Big Mouth
2004-05-18 11:01 p.m.

I am proud of my 8th grade rabble--err, students. Really, I am!

They have learned to knock out a pretty good five-paragraph essay. Now, I don't consider 5pSAs to be High Art or anything, but they are useful in teaching non-reasoning beings (8th graders) to think logically and express themselves in ways that make sense to other, more evolved beings (like 9th graders.) My kiddos have worked hard over the last week, so I'm pleased.
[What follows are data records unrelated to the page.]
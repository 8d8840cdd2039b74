//! Reusable slotted worker
//!
//! A [`SlottedWorker`] is a pool-owned descriptor that executes a user
//! action over one contiguous index range per call. Reassignment is
//! expressed through ownership instead of a mutable `reset`: `assign`
//! consumes the idle worker and yields a [`SlotTask`]; running the task
//! gives the worker back. A worker that is in flight cannot be
//! reassigned because nobody else holds it.

use std::panic::{self, AssertUnwindSafe};

use parslot_core::{ActionError, Slot, WorkerId};

/// A reusable worker drawn from the pool.
///
/// Holding a `SlottedWorker` by value *is* the idle state.
#[derive(Debug)]
pub struct SlottedWorker {
    id: WorkerId,
    completed: u64,
}

impl SlottedWorker {
    /// Create a fresh worker. Only the pool does this.
    pub(crate) fn new(id: WorkerId) -> Self {
        SlottedWorker { id, completed: 0 }
    }

    /// This worker's pool id
    #[inline]
    pub fn id(&self) -> WorkerId {
        self.id
    }

    /// Number of slots this worker has executed since pool creation
    #[inline]
    pub fn completed_slots(&self) -> u64 {
        self.completed
    }

    /// Assign a slot, consuming the idle worker into a runnable task.
    ///
    /// `slot` must lie within `elements`; the dispatcher's partition
    /// planner guarantees this.
    pub fn assign<'a, E, F>(self, slot: Slot, elements: &'a [E], action: &'a F) -> SlotTask<'a, E, F>
    where
        F: Fn(&E),
    {
        debug_assert!(slot.end <= elements.len(), "slot out of bounds");
        SlotTask {
            worker: self,
            slot,
            elements,
            action,
        }
    }
}

/// A worker with an assigned slot, ready to run on an executor thread.
pub struct SlotTask<'a, E, F> {
    worker: SlottedWorker,
    slot: Slot,
    elements: &'a [E],
    action: &'a F,
}

impl<'a, E, F> SlotTask<'a, E, F>
where
    F: Fn(&E),
{
    /// The assigned range
    #[inline]
    pub fn slot(&self) -> Slot {
        self.slot
    }

    /// Execute the action over the assigned range in increasing index
    /// order, returning the worker together with the slot result.
    ///
    /// A panic from the action aborts the remainder of this slot only;
    /// it is caught here and reported as an [`ActionError`] so the
    /// worker always makes it back to the pool.
    pub fn run(self) -> (SlottedWorker, Result<(), ActionError>) {
        let SlotTask {
            mut worker,
            slot,
            elements,
            action,
        } = self;

        let outcome = panic::catch_unwind(AssertUnwindSafe(|| {
            for element in &elements[slot.start..slot.end] {
                action(element);
            }
        }));

        worker.completed = worker.completed.wrapping_add(1);

        match outcome {
            Ok(()) => (worker, Ok(())),
            Err(payload) => {
                let err = ActionError::from_panic(worker.id, slot, payload);
                (worker, Err(err))
            }
        }
    }
}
On the other hand, I have 16 kids failing my class as of progress report time this nine weeks. This is mostly attributable to lack of homework, but I don't get it, because my homework is pretty fun. (Hey, you'd do the "figure out which of these urban legends are true?" assignment, wouldn't you?)

We've got drama this week, too. Two of my little girls turn out to be "cutters" who have been self-mutilating at school. My little sexual predator is worried about passing for the year, and is having other issues. My twitchiest, most hyper kid is terrified that I'll call his stepdad if he can't calm down, because my calls get him roughed up. Yes, I talked with social services. They've been out there four times in two years.

Fianlly, I barked at a *tiny* 7th grade boy today to stop throwing roundhouse kicks in the hallway.

He came back with, "Who you talkin' to, BITCH?"

I replied, calmly,"A very stupid little boy." As I wrote out his referral to the office, I told him all about how much he'd enjoy my English class next year, and how much I would enjoy my conversation with his mom. Nice lady; she promised me that he'd regret his big mouth a few seconds after she picked him up early from school. She thought it was really funny that I'd already made him cry by promising to get him into my class next year. Poor little dude.

I really am a mean old lady. Heh.

(And, yes, Rosine, I was a bad kid, but I didn't get caught. Skinny dipping-check! Underage drinking-check! Strip Monopoly-I won!)